Теперь, сидя на дубе в этот золотой вечер, они молчали. Молчание это было наполнено тем, о чём оба думали, но боялись сказать. Завтра Дима уезжал. Навсегда. В далёкую, непонятную страну под названием Германия, куда его отца перевели по работе. Алеся знала это, и внутри у неё всё леденело, но она запретила себе плакать.
Димка заговорил первым.
— Я когда вырасту… — начал он глуховатым, чуть охрипшим от долгого молчания голосом. Он не смотрел на неё. Он смотрел на её дом — ту самую покосившуюся крышу, что виднелась в прорехе между голыми тополями. — Я на тебе женюсь, Алеся. Честное слово.
Слова упали в осеннюю тишину, и Алеся замерла. Сухой лист перестал крутиться в её пальцах. Сердце на мгновение остановилось, а потом забилось часто-часто, как у испуганной птички.
Он не говорил так, как обычно говорят дети — «давай поженимся, когда вырастем». Это была клятва. Настоящая, мужская, выкованная из его одиннадцатилетней решимости. Та самая, которую он давал себе уже давно, просто до этого дня не осмеливался произнести вслух. Теперь, на пороге разлуки, слова эти прозвучали как последняя надежда. Надежда на то, что разлука — не навсегда. Что однажды он вернётся.

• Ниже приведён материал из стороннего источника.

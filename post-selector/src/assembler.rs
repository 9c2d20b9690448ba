use crate::comment_tree::{build_comment_tree, TreeLimits};
use threadcast_core::{AssembledDocument, Item, RawComment};

/// Pairs the selected item with its ranked, bounded comment tree.
pub fn assemble_document(
    item: Item,
    raw_comments: &[RawComment],
    limits: &TreeLimits,
) -> AssembledDocument {
    let comments = build_comment_tree(raw_comments, limits);
    AssembledDocument { item, comments }
}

Что он её спасёт.
Алеся подняла на него свои огромные глаза, в которых блеснула влага, но тут же была подавлена усилием воли. Она смотрела на его светлый затылок, на напряжённые, чуть приподнятые плечи — он ждал ответа, ждал, сам не зная чего. И она понимала: сейчас она должна либо принять эту клятву, либо разбить её.
— Не получится, — сказала она. Голос её был тонким, как стебелёк, но твёрдым.

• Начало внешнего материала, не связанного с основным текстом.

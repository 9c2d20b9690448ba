use crate::rate_limiter::{RateLimitConfig, RateLimiter};
use chrono::{DateTime, Utc};
use reqwest::{Client, Method, Response};
use serde::Deserialize;
use std::sync::Arc;
use std::time::Duration;
use threadcast_core::{CoreError, Item, RawComment, RawCommentData, RedditApiError};
use tracing::{debug, error, info, warn};

pub const REDDIT_API_BASE: &str = "https://oauth.reddit.com";

/// Largest page Reddit serves for a listing.
pub const MAX_PAGE_SIZE: u32 = 100;

const DELETED_ACCOUNT: &str = "[deleted]";

#[derive(Debug, Clone, Deserialize)]
pub struct RedditListing<T> {
    pub kind: String,
    pub data: RedditListingData<T>,
}

#[derive(Debug, Clone, Deserialize)]
pub struct RedditListingData<T> {
    pub children: Vec<T>,
    #[serde(default)]
    pub after: Option<String>,
    #[serde(default)]
    pub before: Option<String>,
}

#[derive(Debug, Clone, Deserialize)]
pub struct RedditListingChild<T> {
    pub kind: String,
    pub data: T,
}

#[derive(Debug, Clone, Deserialize)]
pub struct RedditPostData {
    pub id: String,
    pub title: String,
    #[serde(default)]
    pub selftext: String,
    #[serde(default)]
    pub author: String,
    #[serde(default)]
    pub subreddit: String,
    #[serde(default)]
    pub url: String,
    #[serde(default)]
    pub permalink: String,
    pub created_utc: f64,
    #[serde(default)]
    pub score: i64,
    #[serde(default)]
    pub num_comments: u32,
    #[serde(default)]
    pub is_self: bool,
}

/// A child of a comment listing: either a comment or a "load more" stub.
#[derive(Debug, Clone, Deserialize)]
#[serde(tag = "kind", content = "data")]
pub enum CommentThing {
    #[serde(rename = "t1")]
    Comment(RedditCommentData),
    #[serde(rename = "more")]
    More(RedditMoreData),
}

#[derive(Debug, Clone, Deserialize)]
pub struct RedditCommentData {
    #[serde(default)]
    pub author: Option<String>,
    #[serde(default)]
    pub body: String,
    #[serde(default)]
    pub score: Option<i64>,
    #[serde(default)]
    pub replies: CommentReplies,
}

#[derive(Debug, Clone, Deserialize)]
pub struct RedditMoreData {
    #[serde(default)]
    pub count: u32,
    #[serde(default)]
    pub children: Vec<String>,
}

/// Reddit sends `""` instead of a listing when a comment has no replies.
#[derive(Debug, Clone, Default, Deserialize)]
#[serde(untagged)]
pub enum CommentReplies {
    Listing(Box<RedditListing<CommentThing>>),
    Empty(String),
    #[default]
    Missing,
}

impl CommentReplies {
    pub fn into_things(self) -> Vec<CommentThing> {
        match self {
            CommentReplies::Listing(listing) => listing.data.children,
            CommentReplies::Empty(_) | CommentReplies::Missing => Vec::new(),
        }
    }
}

#[derive(Debug)]
pub struct RedditApiClient {
    http_client: Client,
    rate_limiter: Arc<RateLimiter>,
    user_agent: String,
    api_base: String,
}

impl RedditApiClient {
    pub fn new(user_agent: String, api_base: String) -> Result<Self, CoreError> {
        let rate_config = RateLimitConfig::reddit_oauth();
        let rate_limiter = Arc::new(RateLimiter::new(rate_config));

        let http_client = Client::builder()
            .user_agent(&user_agent)
            .timeout(Duration::from_secs(30))
            .build()?;

        Ok(Self {
            http_client,
            rate_limiter,
            user_agent,
            api_base: api_base.trim_end_matches('/').to_string(),
        })
    }

    pub fn user_agent(&self) -> &str {
        &self.user_agent
    }

    /// Sends an authenticated request and maps error statuses onto
    /// [`RedditApiError`]. A 404 becomes `on_not_found`.
    pub async fn make_request(
        &self,
        method: Method,
        endpoint: &str,
        access_token: &str,
        query_params: Option<&[(&str, &str)]>,
        on_not_found: RedditApiError,
    ) -> Result<Response, CoreError> {
        let url = format!("{}{}", self.api_base, endpoint);

        let waited = self.rate_limiter.acquire_permit().await;
        debug!(
            "Acquired rate limit permit for {} {} after {:?}",
            method, endpoint, waited
        );

        let mut request_builder = self
            .http_client
            .request(method.clone(), &url)
            .bearer_auth(access_token)
            .header("User-Agent", &self.user_agent);

        if let Some(params) = query_params {
            request_builder = request_builder.query(params);
        }

        info!("Making Reddit API request: {} {}", method, endpoint);
        let response = match request_builder.send().await {
            Ok(response) => response,
            Err(e) => {
                error!("Network error for {} {}: {}", method, endpoint, e);
                if e.is_timeout() {
                    return Err(CoreError::RedditApi(RedditApiError::RequestTimeout));
                }
                return Err(CoreError::Network(e));
            }
        };

        let status = response.status();
        if status.is_success() {
            debug!("Request successful: {} {}", status, endpoint);
            return Ok(response);
        }

        error!("Request failed with status: {} for {}", status, endpoint);
        let api_error = match status.as_u16() {
            429 => {
                let retry_after = response
                    .headers()
                    .get("retry-after")
                    .and_then(|value| value.to_str().ok())
                    .and_then(|value| value.trim().parse::<f64>().ok())
                    .map(|seconds| seconds.ceil() as u64)
                    .unwrap_or(60);
                warn!("Rate limited, retry after {} seconds", retry_after);
                RedditApiError::RateLimitExceeded { retry_after }
            }
            401 => RedditApiError::InvalidToken,
            403 => RedditApiError::Forbidden {
                resource: endpoint.to_string(),
            },
            404 => on_not_found,
            code if status.is_server_error() => RedditApiError::ServerError { status_code: code },
            code => RedditApiError::InvalidResponse {
                details: format!("Unexpected status {} for {}", code, endpoint),
            },
        };

        Err(CoreError::RedditApi(api_error))
    }

    /// One page of `/r/{subreddit}/new`, newest first.
    pub async fn get_new_posts(
        &self,
        access_token: &str,
        subreddit: &str,
        limit: u32,
        after: Option<&str>,
    ) -> Result<RedditListing<RedditListingChild<RedditPostData>>, CoreError> {
        let endpoint = format!("/r/{}/new", subreddit);
        let limit_str = limit.min(MAX_PAGE_SIZE).to_string();
        let mut params = vec![("limit", limit_str.as_str()), ("raw_json", "1")];
        if let Some(after_val) = after {
            params.push(("after", after_val));
        }

        let response = self
            .make_request(
                Method::GET,
                &endpoint,
                access_token,
                Some(params.as_slice()),
                RedditApiError::SubredditNotFound {
                    subreddit: subreddit.to_string(),
                },
            )
            .await?;

        let listing: RedditListing<RedditListingChild<RedditPostData>> =
            response.json().await.map_err(|e| {
                error!("Failed to parse subreddit posts: {}", e);
                CoreError::RedditApi(RedditApiError::InvalidResponse {
                    details: format!("Failed to parse posts for r/{}", subreddit),
                })
            })?;

        debug!(
            "Retrieved {} posts from r/{}",
            listing.data.children.len(),
            subreddit
        );
        Ok(listing)
    }

    /// Comment thread of a post, best comments first.
    pub async fn get_comments(
        &self,
        access_token: &str,
        post_id: &str,
        depth: u32,
        limit: u32,
    ) -> Result<Vec<CommentThing>, CoreError> {
        let endpoint = format!("/comments/{}", post_id);
        let depth_str = depth.max(1).to_string();
        let limit_str = limit.to_string();
        let params = [
            ("sort", "top"),
            ("depth", depth_str.as_str()),
            ("limit", limit_str.as_str()),
            ("raw_json", "1"),
        ];

        let response = self
            .make_request(
                Method::GET,
                &endpoint,
                access_token,
                Some(&params),
                RedditApiError::PostNotFound {
                    post_id: post_id.to_string(),
                },
            )
            .await?;

        // The first listing holds the post itself, the second its comments.
        let (_post, comments): (serde_json::Value, RedditListing<CommentThing>) =
            response.json().await.map_err(|e| {
                error!("Failed to parse comments: {}", e);
                CoreError::RedditApi(RedditApiError::InvalidResponse {
                    details: format!("Failed to parse comments for post {}", post_id),
                })
            })?;

        debug!(
            "Retrieved {} top-level comments for post {}",
            comments.data.children.len(),
            post_id
        );
        Ok(comments.data.children)
    }
}

fn author_handle(author: Option<String>) -> Option<String> {
    author.filter(|name| !name.is_empty() && name != DELETED_ACCOUNT)
}

impl From<RedditPostData> for Item {
    fn from(post_data: RedditPostData) -> Self {
        Self {
            id: post_data.id,
            title: post_data.title,
            selftext: post_data.selftext,
            is_self: post_data.is_self,
            author: post_data.author,
            url: post_data.url,
            num_comments: post_data.num_comments,
            score: post_data.score,
            created_utc: DateTime::<Utc>::from_timestamp(post_data.created_utc as i64, 0)
                .unwrap_or_default(),
        }
    }
}

impl From<CommentThing> for RawComment {
    fn from(thing: CommentThing) -> Self {
        match thing {
            CommentThing::Comment(data) => RawComment::Comment(RawCommentData {
                author: author_handle(data.author),
                body: data.body,
                score: data.score,
                replies: data
                    .replies
                    .into_things()
                    .into_iter()
                    .map(RawComment::from)
                    .collect(),
            }),
            CommentThing::More(more) => RawComment::MoreMarker { count: more.count },
        }
    }
}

Дима резко обернулся, и ветка под ним качнулась. Он уставился на неё — в его серых глазах читалось непонимание и закипающая обида.
— Почему это?
— Ты всё можешь, Дим. Ты защитишь кого угодно, — заговорила она, тщательно подбирая слова, которые были слишком большими и колючими для её девяти лет. — Но я не могу выйти за тебя. Я решила… — она запнулась, набрала в лёгкие воздуха, словно перед прыжком в ледяную воду. — Я выйду замуж за богатого.
Ветки дуба, казалось, замерли. Даже дятел в лесу перестал стучать. Дима хмурился, переваривая услышанное. Он был слишком умён для своего возраста, чтобы воспринять это как простую детскую глупость.
— Зачем тебе богатый? — спросил он коротко и жёстко.
— Потому что я так больше не могу, — слова полились из неё, как вода из прорванной плотины. Она больше не сдерживалась. — Я не могу жить в этом доме. Не могу, когда мама плачет, а он орёт и бьёт её. Не могу прятаться за шкаф и молиться, чтобы он уснул. Я хочу… — она всхлипнула, но тут же взяла себя в руки, вытерла нос тыльной стороной ладони. — Я хочу есть досыта. Хочу, чтобы мама не плакала. Хочу, чтобы никто меня не трогал. Хочу быть свободной. А для этого нужны деньги. Много денег. Я это недавно поняла.